The politikon coinage is a series of Byzantine billon coins, struck around the middle of the 14th century, which are distinguished by the Greek inscription +ΠΟΛΙΤΙΚΟΝ ("of the city, civic").

The iconography of many examples, with the legend surrounding a large cross or a bust of the Virgin Mary, follows Western European models rather than those of traditional Byzantine coinage, and most of them do not identify the Byzantine emperor under whom they were struck. They conform, however, to the general type of the widespread tornese coins, with a weight of 0.6–0.8 grams, a diameter of 17 mm and silver content of 0.200–0.250. Initially they were concave but later issues are flat. They apparently form the continuation of the Byzantine tornese issue (known in Greek as tournesion) of Emperor Andronikos II Palaiologos (r. 1282–1328), and like them were probably rated at 96 to the gold hyperpyron. Some bear the name of Andronikos III Palaiologos (r. 1328–1341) and can thus be dated to the 1330s, the anonymous series could be dated to the 1340s (marked by a destructive civil war), and the last issues, featuring John V Palaiologos (r. 1341–1376 and 1379–1391) would date to the 1350s, after which time the type was discontinued. There are a few exceptions however. A politikon currently in the Cabinet des Médailles in Paris weighs 1.4 grams and has a silver content of 0.785, far higher than the ordinary tornese but still below the main Byzantine silver coin, the basilikon. A few others conform to two of the billon politikon types, but are large, thick, and heavy (circa 2 grams) copper coins, whose function is unclear.

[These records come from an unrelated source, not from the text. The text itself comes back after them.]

//! Limits and fixed parameters for the trivia engine
//!
//! This module contains the constants that bound question content, quiz
//! length and round behaviour. Values that operators are expected to tune
//! live in [`crate::config::Options`] instead.

/// Round behaviour constants
pub mod round {
    /// Number of correct answers that closes a round automatically
    pub const CAPACITY: usize = 3;
    /// Minimum number of choices offered for a question
    pub const MIN_CHOICE_COUNT: usize = 2;
    /// Maximum number of choices offered for a question
    pub const MAX_CHOICE_COUNT: usize = 8;
}

/// Question content constants
pub mod question {
    /// Maximum length of a question text in characters
    pub const MAX_TEXT_LENGTH: usize = 500;
    /// Maximum length of a single choice in characters
    pub const MAX_CHOICE_LENGTH: usize = 200;
    /// Maximum length of a category label in characters
    pub const MAX_CATEGORY_LENGTH: usize = 100;
    /// Minimum number of incorrect choices stored with a question
    pub const MIN_DISTRACTOR_COUNT: usize = super::round::MIN_CHOICE_COUNT - 1;
    /// Maximum number of incorrect choices stored with a question
    pub const MAX_DISTRACTOR_COUNT: usize = super::round::MAX_CHOICE_COUNT - 1;
}

/// Quiz session constants
pub mod quiz {
    /// Minimum number of rounds in one quiz
    pub const MIN_ROUNDS: usize = 1;
    /// Maximum number of rounds in one quiz
    pub const MAX_ROUNDS: usize = 20;
    /// Maximum number of seconds any configured delay may span
    pub const MAX_DELAY_SECONDS: u64 = 3600;
}

/// Leaderboard display constants
pub mod leaderboard {
    /// Number of entries shown by the `top` command
    pub const DISPLAY_LIMIT: usize = 10;
}

/// Chat command constants
pub mod bot {
    /// Maximum number of command prefixes the bot listens for
    pub const MAX_PREFIX_COUNT: usize = 8;
    /// Maximum length of a command prefix in characters
    pub const MAX_PREFIX_LENGTH: usize = 32;
}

The meaning and rationale behind the unique +ΠΟΛΙΤΙΚΟΝ inscription, as well as the place where the coins were minted, have been long debated. It seems that the inscription indicates that these coins were struck to pay some public need (like contemporary French coins marked BVRGENSIS). Earlier scholars, starting with Gustave Schlumberger, advocated a use as tickets for the bread dole, but today they are seen as true coinage. The coins are generally considered to have been minted at Constantinople, but due to their "Western" appearance it has been variously suggested that they were struck at a provincial mint in the vicinity of the Frankish states of southern Greece. The type, however, is entirely absent from local finds in this area, and its Constantinopolitan origin seems secure.